Though it’s important to be aware of trends, Days makes many of her decisions based on the companies themselves and their work independently of the product trend they may be fulfilling. For example, Good Vibrations was the first store to stock woodworker Knob Essence, and Days said she had no idea wood as a product material was going to blow up the way it did.

“Wood is such an artisan material, and Knob Essence are artists and woodworkers,” Days said. “It wasn’t just the fact that it was wood, but also the manner of the way the toys are shaped, they’re body specific and made for sex and pleasure. One of the reasons we love working with industry artists is bringing in unique items [like these].”
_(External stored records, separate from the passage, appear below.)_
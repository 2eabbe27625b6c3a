//! Terminal rendering of reports

use colored::Colorize;
use wpsec_core::{IssueKind, PathIssue, Report, ReportRow};

/// Render rows as a left-aligned, space-padded table.
///
/// Cells are padded before colouring so escape codes do not skew columns.
pub fn table(headers: &[&str], rows: &[Vec<String>]) -> String {
    let mut widths: Vec<usize> = headers.iter().map(|h| h.len()).collect();
    for row in rows {
        for (width, cell) in widths.iter_mut().zip(row) {
            *width = (*width).max(cell.len());
        }
    }

    let mut out = String::new();
    let header: Vec<String> = headers
        .iter()
        .zip(&widths)
        .map(|(h, w)| format!("{:<w$}", h, w = *w).bold().to_string())
        .collect();
    out.push_str(header.join("  ").trim_end());
    out.push('\n');

    for row in rows {
        let cells: Vec<String> = row
            .iter()
            .zip(&widths)
            .map(|(cell, w)| {
                let padded = format!("{:<w$}", cell, w = *w);
                if cell == "yes" {
                    padded.yellow().to_string()
                } else {
                    padded
                }
            })
            .collect();
        out.push_str(cells.join("  ").trim_end());
        out.push('\n');
    }
    out
}

/// Drift table: file, changed, missing, fixed, plus matched when verbose.
pub fn drift_table(report: &Report, verbose: bool) -> String {
    let columns = if verbose { 5 } else { 4 };
    let headers = ["file", "changed", "missing", "fixed", "matched"];
    let rows: Vec<Vec<String>> = report
        .export()
        .iter()
        .map(|row: &ReportRow| {
            row.cells()[..columns]
                .iter()
                .map(|c| c.to_string())
                .collect()
        })
        .collect();
    table(&headers[..columns], &rows)
}

pub fn print_non_core(report: &Report) {
    for path in report.non_core() {
        println!("{} Non-core path found - {}", "WARN".yellow().bold(), path);
    }
}

pub fn print_issues(issues: &[PathIssue]) {
    for issue in issues {
        let label = match issue.kind {
            IssueKind::Unreadable => "unreadable",
            IssueKind::CopyFailure => "copy failed",
            IssueKind::PermissionChangeFailure => "chmod failed",
        };
        println!(
            "   {} {} ({}): {}",
            "!".red(),
            issue.path.as_str().cyan(),
            label.dimmed(),
            issue.message
        );
    }
}
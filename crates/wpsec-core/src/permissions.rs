//! Permission sweep driven by a policy profile

use std::path::Path;

use parking_lot::Mutex;
use tracing::{debug, info, warn};
use wpsec_fs::{PathEntry, SkipList};

use crate::config::ScanConfig;
use crate::dispatch::{Visit, visit_tree};
use crate::mode::FileMode;
use crate::policy::{PathPolicy, PolicyProfile};
use crate::report::{IssueKind, PermissionChange, Report};
use crate::Result;

/// Applies a [`PolicyProfile`] to every entry of the live tree.
pub struct PermissionEngine<'a> {
    config: &'a ScanConfig,
}

impl<'a> PermissionEngine<'a> {
    pub fn new(config: &'a ScanConfig) -> Self {
        Self { config }
    }

    /// Resolve and apply the target mode of every entry under the scope.
    ///
    /// Symlinks are left alone so a link can never redirect a chmod outside
    /// the tree. Per-path failures are recorded and the sweep continues; only
    /// an unreadable directory aborts it.
    pub fn apply(&self, profile: &PolicyProfile) -> Result<Report> {
        let live_root = self.config.live_root();
        let start = self.config.start_in(live_root);
        let report = Mutex::new(Report::new());
        let (verbose, dry_run) = (self.config.verbose(), self.config.dry_run());

        info!(
            live = %live_root.display(),
            profile = profile.name(),
            dry_run,
            "Starting permission sweep"
        );

        visit_tree(live_root, &start, self.config.skip(), self.config.workers(), |entry: &PathEntry| {
            if is_symlink(&entry.path) {
                debug!(path = %entry.relative, "Skipping symlink");
                return Visit::Continue;
            }

            let (mode, rule) = PathPolicy::resolve_with_rule(entry.relative.as_str(), entry.is_dir, profile);
            let previous = current_mode(&entry.path);

            if !dry_run
                && let Err(e) = set_mode(&entry.path, mode)
            {
                warn!(path = %entry.relative, error = %e, "Could not change permissions");
                report.lock().record_issue(
                    entry.relative.clone(),
                    IssueKind::PermissionChangeFailure,
                    e.to_string(),
                );
                return Visit::Continue;
            }

            debug!(
                rule = rule.map(|r| r.pattern()),
                "Chmod {} -> {}",
                mode,
                entry.path.display()
            );
            if verbose {
                report.lock().record_permission(PermissionChange {
                    path: entry.relative.clone(),
                    mode,
                    previous,
                    applied: !dry_run,
                });
            }
            Visit::Continue
        })?;

        Ok(report.into_inner())
    }
}

/// Apply `profile` across `live_root` with default boundary and one worker.
pub fn apply(live_root: &Path, skip: &SkipList, profile: &PolicyProfile, verbose: bool) -> Result<Report> {
    let config = ScanConfig::new(live_root)?
        .with_skip(skip.clone())
        .with_verbose(verbose);
    PermissionEngine::new(&config).apply(profile)
}

fn is_symlink(path: &Path) -> bool {
    path.symlink_metadata()
        .map(|m| m.file_type().is_symlink())
        .unwrap_or(false)
}

#[cfg(unix)]
fn current_mode(path: &Path) -> Option<FileMode> {
    use std::os::unix::fs::PermissionsExt;

    let bits = path.metadata().ok()?.permissions().mode() & 0o7777;
    FileMode::from_bits(bits).ok()
}

#[cfg(not(unix))]
fn current_mode(_path: &Path) -> Option<FileMode> {
    None
}

#[cfg(unix)]
fn set_mode(path: &Path, mode: FileMode) -> std::io::Result<()> {
    use std::os::unix::fs::PermissionsExt;

    std::fs::set_permissions(path, std::fs::Permissions::from_mode(mode.bits()))
}

#[cfg(not(unix))]
fn set_mode(_path: &Path, _mode: FileMode) -> std::io::Result<()> {
    Err(std::io::Error::new(
        std::io::ErrorKind::Unsupported,
        "permission modes are not supported on this platform",
    ))
}
//! Permission policy documents, profiles and path resolution
//!
//! A policy document is an ordered mapping of named sections:
//!
//! ```yaml
//! default:
//!   file: "0644"
//!   directory: "0755"
//! hardened:
//!   "^wp-admin/.*\\.php$": "0640"
//!   "(^|/)\\.htaccess$": "0444"
//! ```
//!
//! `default` supplies the file and directory modes. Every other section is an
//! override set: pattern to mode, evaluated in the order written, with the
//! last matching pattern winning. Document order is kept by deserializing
//! into ordered vectors, never into a hash map.

use std::fmt;
use std::path::Path;

use regex::Regex;
use serde::de::{self, IgnoredAny, MapAccess, Visitor};
use serde::{Deserialize, Deserializer};

use wpsec_fs::ConfigStore;

use crate::mode::FileMode;
use crate::{Error, Result};

/// Name of the section holding the base file/directory modes.
pub const DEFAULT_PROFILE: &str = "default";

/// One pattern/mode pair from an override set.
#[derive(Debug, Clone)]
pub struct PermissionRule {
    pattern: Regex,
    mode: FileMode,
}

impl PermissionRule {
    pub fn new(pattern: &str, mode: FileMode) -> std::result::Result<Self, regex::Error> {
        Ok(Self {
            pattern: Regex::new(pattern)?,
            mode,
        })
    }

    pub fn pattern(&self) -> &str {
        self.pattern.as_str()
    }

    pub fn mode(&self) -> FileMode {
        self.mode
    }

    /// Unanchored search: the pattern may match anywhere in `path`.
    pub fn matches(&self, path: &str) -> bool {
        self.pattern.is_match(path)
    }
}

/// The active permission policy for one sweep.
#[derive(Debug, Clone)]
pub struct PolicyProfile {
    name: String,
    file: FileMode,
    directory: FileMode,
    rules: Vec<PermissionRule>,
}

impl PolicyProfile {
    pub fn new(name: impl Into<String>, file: FileMode, directory: FileMode) -> Self {
        Self {
            name: name.into(),
            file,
            directory,
            rules: Vec::new(),
        }
    }

    /// Append a rule; it overrides every rule added before it.
    pub fn with_rule(mut self, pattern: &str, mode: FileMode) -> Result<Self> {
        let rule = PermissionRule::new(pattern, mode).map_err(|e| Error::InvalidPolicyProfile {
            name: self.name.clone(),
            reason: format!("bad pattern '{pattern}': {e}"),
        })?;
        self.rules.push(rule);
        Ok(self)
    }

    pub fn name(&self) -> &str {
        &self.name
    }

    pub fn file_mode(&self) -> FileMode {
        self.file
    }

    pub fn directory_mode(&self) -> FileMode {
        self.directory
    }

    pub fn rules(&self) -> &[PermissionRule] {
        &self.rules
    }
}

/// Maps a path to its target mode under a profile.
///
/// This is the only place rule precedence is decided; the permission engine
/// calls it for every entry.
pub struct PathPolicy;

impl PathPolicy {
    /// Resolve the target mode for `path`.
    ///
    /// Starts from the profile default for the entry type, then lets every
    /// matching rule overwrite the result in declared order.
    pub fn resolve(path: &str, is_dir: bool, profile: &PolicyProfile) -> FileMode {
        Self::resolve_with_rule(path, is_dir, profile).0
    }

    /// Like [`resolve`](Self::resolve), also returning the deciding rule.
    pub fn resolve_with_rule<'p>(
        path: &str,
        is_dir: bool,
        profile: &'p PolicyProfile,
    ) -> (FileMode, Option<&'p PermissionRule>) {
        let base = if is_dir {
            profile.directory
        } else {
            profile.file
        };

        // Last match wins: scanning from the end finds it first.
        profile
            .rules
            .iter()
            .rev()
            .find(|rule| rule.matches(path))
            .map_or((base, None), |rule| (rule.mode, Some(rule)))
    }
}

/// Body of one document section, in document order.
#[derive(Debug, Clone, PartialEq, Eq)]
enum SectionBody {
    Entries(Vec<(String, FileMode)>),
    /// Present but not a mapping (e.g. `default: ~`)
    NotAMapping,
}

#[derive(Debug, Clone, PartialEq, Eq)]
struct Section {
    name: String,
    body: SectionBody,
}

/// A parsed permission policy document.
#[derive(Debug, Clone, PartialEq, Eq)]
pub struct PolicyDocument {
    sections: Vec<Section>,
}

impl PolicyDocument {
    /// Policy used when no document is supplied.
    pub fn builtin() -> Self {
        let entries = |pairs: &[(&str, FileMode)]| {
            SectionBody::Entries(pairs.iter().map(|(k, v)| (k.to_string(), *v)).collect())
        };
        Self {
            sections: vec![
                Section {
                    name: DEFAULT_PROFILE.into(),
                    body: entries(&[("file", FileMode::FILE), ("directory", FileMode::DIRECTORY)]),
                },
                Section {
                    name: "hardened".into(),
                    body: entries(&[
                        (r"^wp-admin/.*\.php$", FileMode::from_raw(0o640)),
                        (r"^wp-includes/.*\.php$", FileMode::from_raw(0o640)),
                        (r"(^|/)\.htaccess$", FileMode::from_raw(0o444)),
                    ]),
                },
            ],
        }
    }

    /// Load a document from YAML, TOML or JSON, chosen by extension.
    pub fn load(path: &Path) -> Result<Self> {
        ConfigStore::new().load(path).map_err(|e| match e {
            wpsec_fs::Error::ConfigParse { message, .. } => Error::PolicyParse { message },
            other => Error::Fs(other),
        })
    }

    pub fn from_yaml_str(text: &str) -> Result<Self> {
        serde_yaml::from_str(text).map_err(|e| Error::PolicyParse {
            message: e.to_string(),
        })
    }

    /// Names of all sections in document order.
    pub fn profile_names(&self) -> impl Iterator<Item = &str> {
        self.sections.iter().map(|s| s.name.as_str())
    }

    fn section(&self, name: &str) -> Option<&Section> {
        self.sections.iter().find(|s| s.name == name)
    }

    /// Build the named profile.
    ///
    /// `default` yields the base modes with no rules. Any other name must be
    /// a section of the document; its entries become the rules.
    pub fn profile(&self, name: &str) -> Result<PolicyProfile> {
        let (file, directory) = self.default_modes();
        let profile = PolicyProfile::new(name, file, directory);

        if name == DEFAULT_PROFILE {
            return Ok(profile);
        }

        let section = self.section(name).ok_or_else(|| Error::InvalidPolicyProfile {
            name: name.to_string(),
            reason: format!(
                "no such profile (available: {})",
                self.profile_names().collect::<Vec<_>>().join(", ")
            ),
        })?;

        match &section.body {
            SectionBody::Entries(entries) => entries
                .iter()
                .try_fold(profile, |profile, (pattern, mode)| profile.with_rule(pattern, *mode)),
            SectionBody::NotAMapping => Err(Error::InvalidPolicyProfile {
                name: name.to_string(),
                reason: "expected a mapping of pattern to mode".into(),
            }),
        }
    }

    fn default_modes(&self) -> (FileMode, FileMode) {
        let Some(Section {
            body: SectionBody::Entries(entries),
            ..
        }) = self.section(DEFAULT_PROFILE)
        else {
            return (FileMode::LEGACY_FALLBACK, FileMode::LEGACY_FALLBACK);
        };

        let lookup = |key: &str| {
            entries
                .iter()
                .find(|(k, _)| k == key)
                .map_or(FileMode::LEGACY_FALLBACK, |(_, mode)| *mode)
        };
        (lookup("file"), lookup("directory"))
    }
}

impl<'de> Deserialize<'de> for SectionBody {
    fn deserialize<D: Deserializer<'de>>(deserializer: D) -> std::result::Result<Self, D::Error> {
        struct BodyVisitor;

        impl<'de> Visitor<'de> for BodyVisitor {
            type Value = SectionBody;

            fn expecting(&self, f: &mut fmt::Formatter<'_>) -> fmt::Result {
                f.write_str("a mapping of pattern to permission mode")
            }

            fn visit_map<A: MapAccess<'de>>(self, mut map: A) -> std::result::Result<SectionBody, A::Error> {
                let mut entries = Vec::new();
                while let Some((key, mode)) = map.next_entry::<String, FileMode>()? {
                    entries.push((key, mode));
                }
                Ok(SectionBody::Entries(entries))
            }

            fn visit_unit<E: de::Error>(self) -> std::result::Result<SectionBody, E> {
                Ok(SectionBody::NotAMapping)
            }

            fn visit_none<E: de::Error>(self) -> std::result::Result<SectionBody, E> {
                Ok(SectionBody::NotAMapping)
            }

            fn visit_str<E: de::Error>(self, _: &str) -> std::result::Result<SectionBody, E> {
                Ok(SectionBody::NotAMapping)
            }

            fn visit_bool<E: de::Error>(self, _: bool) -> std::result::Result<SectionBody, E> {
                Ok(SectionBody::NotAMapping)
            }

            fn visit_i64<E: de::Error>(self, _: i64) -> std::result::Result<SectionBody, E> {
                Ok(SectionBody::NotAMapping)
            }

            fn visit_u64<E: de::Error>(self, _: u64) -> std::result::Result<SectionBody, E> {
                Ok(SectionBody::NotAMapping)
            }

            fn visit_seq<A: de::SeqAccess<'de>>(self, mut seq: A) -> std::result::Result<SectionBody, A::Error> {
                while seq.next_element::<IgnoredAny>()?.is_some() {}
                Ok(SectionBody::NotAMapping)
            }
        }

        deserializer.deserialize_any(BodyVisitor)
    }
}

impl<'de> Deserialize<'de> for PolicyDocument {
    fn deserialize<D: Deserializer<'de>>(deserializer: D) -> std::result::Result<Self, D::Error> {
        struct DocumentVisitor;

        impl<'de> Visitor<'de> for DocumentVisitor {
            type Value = PolicyDocument;

            fn expecting(&self, f: &mut fmt::Formatter<'_>) -> fmt::Result {
                f.write_str("a mapping of profile names to permission rules")
            }

            fn visit_map<A: MapAccess<'de>>(self, mut map: A) -> std::result::Result<PolicyDocument, A::Error> {
                let mut sections: Vec<Section> = Vec::new();
                while let Some((name, body)) = map.next_entry::<String, SectionBody>()? {
                    if sections.iter().any(|s| s.name == name) {
                        return Err(de::Error::custom(format!("duplicate profile '{name}'")));
                    }
                    sections.push(Section { name, body });
                }
                Ok(PolicyDocument { sections })
            }
        }

        deserializer.deserialize_map(DocumentVisitor)
    }
}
Looking at the quality of material and manufacturing, as well as accuracy in packaging and item descriptions, is a major part of new product investigation for buyers like Days and Belcher, and because many stores have to be more selective with what they stock — due to the glut of productson the market and limited shelf space in “non-superstore” adult shops — they must pay close attention to detail.

“Within each mini-genre of product, you pick the best and keep it in stock,” Belcher said. “You have to have the standbys — the bullets, vibrating cock rings, rabbits — as well as focus on the ones that are neat and cool, different and interesting.”

Belcher looks at packaging design, the shape and design of the items themselves, and makes sure their functionality matches what their packaging touts.

The best way for her to closely inspect and investigate new products is attending the various trade shows throughout the year, and she, Porter and Days all agree that attending is the best way to build relationships with the manufacturers and see their full product ranges.

“Trade shows are the only opportunity to see before you buy or request samples,” Belcher said. “You get an opportunity to see how they work, test the vibration on your hand, and to see new technology firsthand,” rather than relying on catalog descriptions or promo materials that often can make a new product look better on paper than in person.